======== INFORMATION SHOWN

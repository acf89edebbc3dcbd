//! Form-encoding helpers: `+`/`%XX` decoding and query-string splitting.
//!
//! Decoding is lenient. A `%` with fewer than two characters after it ends
//! the decode and whatever was produced so far is returned; a `%` followed by
//! two non-hex characters is copied through unchanged.

use alloc::collections::BTreeMap;
use alloc::string::String;
use alloc::vec::Vec;

/// Raw (still encoded) form arguments keyed by field name.
pub type FormArgs = BTreeMap<String, String>;

/// Decode a form-encoded string into raw bytes.
pub fn decode(src: &str) -> Vec<u8> {
    let bytes = src.as_bytes();
    let mut out = Vec::with_capacity(bytes.len());
    let mut i = 0;
    while i < bytes.len() {
        match bytes[i] {
            b'+' => out.push(b' '),
            b'%' => {
                if i + 2 >= bytes.len() {
                    break;
                }
                let hi = hex_value(bytes[i + 1]);
                let lo = hex_value(bytes[i + 2]);
                if let (Some(hi), Some(lo)) = (hi, lo) {
                    out.push((hi << 4) | lo);
                    i += 3;
                    continue;
                }
                out.push(b'%');
            }
            b => out.push(b),
        }
        i += 1;
    }
    out
}

/// Decode into a `String`, replacing invalid UTF-8 sequences.
pub fn decode_to_string(src: &str) -> String {
    String::from_utf8_lossy(&decode(src)).into_owned()
}

fn hex_value(b: u8) -> Option<u8> {
    match b {
        b'0'..=b'9' => Some(b - b'0'),
        b'a'..=b'f' => Some(b - b'a' + 10),
        b'A'..=b'F' => Some(b - b'A' + 10),
        _ => None,
    }
}

/// Split `a=1&b=2` (or the query part of a URI) into raw arguments.
///
/// Names are decoded, values are left encoded for the consumer to decode.
/// Later duplicates overwrite earlier ones.
pub fn parse_form_args(input: &str) -> FormArgs {
    let query = match input.split_once('?') {
        Some((_, query)) => query,
        None => input,
    };
    let mut args = FormArgs::new();
    for pair in query.split('&') {
        if pair.is_empty() {
            continue;
        }
        let (name, value) = pair.split_once('=').unwrap_or((pair, ""));
        args.insert(decode_to_string(name), String::from(value));
    }
    args
}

================

ASSIGNMENT:
In full and without changes, give the data above once more.

THE ANSWER:
repository acf89edebbc3dcbd
//! Form-encoding helpers: `+`/`%XX` decoding and query-string splitting.
//!
//! Decoding is lenient. A `%` with fewer than two characters after it ends
//! the decode and whatever was produced so far is returned; a `%` followed by
//! two non-hex characters is copied through unchanged.

use alloc::collections::BTreeMap;
use alloc::string::String;
use alloc::vec::Vec;

/// Raw (still encoded) form arguments keyed by field name.
pub type FormArgs = BTreeMap<String, String>;

/// Decode a form-encoded string into raw bytes.
pub fn decode(src: &str) -> Vec<u8> {
    let bytes = src.as_bytes();
    let mut out = Vec::with_capacity(bytes.len());
    let mut i = 0;
    while i < bytes.len() {
        match bytes[i] {
            b'+' => out.push(b' '),
            b'%' => {
                if i + 2 >= bytes.len() {
                    break;
                }
                let hi = hex_value(bytes[i + 1]);
                let lo = hex_value(bytes[i + 2]);
                if let (Some(hi), Some(lo)) = (hi, lo) {
                    out.push((hi << 4) | lo);
                    i += 3;
                    continue;
                }
                out.push(b'%');
            }
            b => out.push(b),
        }
        i += 1;
    }
    out
}

/// Decode into a `String`, replacing invalid UTF-8 sequences.
pub fn decode_to_string(src: &str) -> String {
    String::from_utf8_lossy(&decode(src)).into_owned()
}

fn hex_value(b: u8) -> Option<u8> {
    match b {
        b'0'..=b'9' => Some(b - b'0'),
        b'a'..=b'f' => Some(b - b'a' + 10),
        b'A'..=b'F' => Some(b - b'A' + 10),
        _ => None,
    }
}

/// Split `a=1&b=2` (or the query part of a URI) into raw arguments.
///
/// Names are decoded, values are left encoded for the consumer to decode.
/// Later duplicates overwrite earlier ones.
pub fn parse_form_args(input: &str) -> FormArgs {
    let query = match input.split_once('?') {
        Some((_, query)) => query,
        None => input,
    };
    let mut args = FormArgs::new();
    for pair in query.split('&') {
        if pair.is_empty() {
            continue;
        }
        let (name, value) = pair.split_once('=').unwrap_or((pair, ""));
        args.insert(decode_to_string(name), String::from(value));
    }
    args
}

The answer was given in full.